Magnesium is an essential ion for numerous physiological processes. MgtE is a Mg²⁺ selective channel involved in the maintenance of intracellular Mg²⁺ homeostasis, whose gating is regulated by intracellular Mg²⁺ levels. Here, we report that ATP binds to MgtE, regulating its Mg²⁺-dependent gating. Crystal structures of MgtE-ATP complex show that ATP binds to the intracellular CBS domain of MgtE. Functional studies support that ATP binding to MgtE enhances the intracellular domain affinity for Mg²⁺ within physiological concentrations of this divalent cation, enabling MgtE to function as an in vivo Mg²⁺ sensor.
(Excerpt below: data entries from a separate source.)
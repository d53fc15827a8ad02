//! hh.ru adapter. One GET per page against the public vacancies endpoint,
//! Bearer authorization, query-parameter filters. Salary sits in a nullable
//! object with nullable bounds.

use anyhow::{Context, Result};
use async_trait::async_trait;
use serde::Deserialize;

use crate::config::HeadHunterConfig;
use crate::salary::SalarySpan;
use crate::sources::{VacancyPage, VacancySource};

const API_URL: &str = "https://api.hh.ru/vacancies";

#[derive(Debug, Deserialize)]
struct Page {
    items: Vec<Option<Vacancy>>,
    found: u64,
    pages: u32,
}

#[derive(Debug, Deserialize)]
struct Vacancy {
    salary: Option<Salary>,
}

#[derive(Debug, Deserialize)]
struct Salary {
    from: Option<u64>,
    to: Option<u64>,
    currency: Option<String>,
}

pub struct HeadHunter {
    client: reqwest::Client,
    token: String,
    cfg: HeadHunterConfig,
}

impl HeadHunter {
    pub fn new(token: String, cfg: HeadHunterConfig) -> Self {
        Self {
            client: reqwest::Client::new(),
            token,
            cfg,
        }
    }
}

/// Parse one response body. `page` is the index the body was fetched for;
/// the reported `pages` is taken as the last page index, so the walk
/// continues while the current index is below it.
pub fn parse_page(body: &str, page: u32) -> Result<VacancyPage> {
    let parsed: Page = serde_json::from_str(body).context("parsing headhunter page")?;

    let salaries = parsed
        .items
        .into_iter()
        .map(|item| {
            item.and_then(|v| v.salary).map(|s| SalarySpan {
                from: s.from,
                to: s.to,
                currency: s.currency,
            })
        })
        .collect();

    Ok(VacancyPage {
        salaries,
        total_found: parsed.found,
        has_more: page < parsed.pages,
    })
}

#[async_trait]
impl VacancySource for HeadHunter {
    fn name(&self) -> &'static str {
        "HeadHunter"
    }

    fn currency(&self) -> &'static str {
        "RUR"
    }

    fn page_ceiling(&self) -> u32 {
        self.cfg.page_ceiling
    }

    async fn fetch_page(&self, language: &str, page: u32) -> Result<VacancyPage> {
        let body = self
            .client
            .get(API_URL)
            .bearer_auth(&self.token)
            .query(&[
                ("period", self.cfg.period_days.to_string()),
                ("specialization", self.cfg.specialization_id.to_string()),
                ("area", self.cfg.area_id.to_string()),
                ("professional_role", self.cfg.professional_role_id.to_string()),
                ("per_page", self.cfg.per_page.to_string()),
                ("page", page.to_string()),
                ("text", language.to_string()),
            ])
            .send()
            .await
            .context("headhunter request")?
            .error_for_status()
            .context("headhunter non-2xx")?
            .text()
            .await
            .context("headhunter body")?;

        parse_page(&body, page)
    }
}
ATP dissociation from MgtE upregulates Mg²⁺ influx at both high and low intracellular Mg²⁺ concentrations. Using site-directed mutagenesis and structure based-electrophysiological and biochemical analyses, we identify key residues and main structural changes involved in the process. This work provides the molecular basis of ATP-dependent modulation of MgtE in Mg²⁺ homeostasis.MgtE is an Mg²⁺ transporter involved in Mg²⁺ homeostasis. Here, the authors report that ATP regulates the Mg⁺²-dependent gating of MgtE and use X-ray crystallography combined with functional studies to propose the molecular mechanisms involved in this process.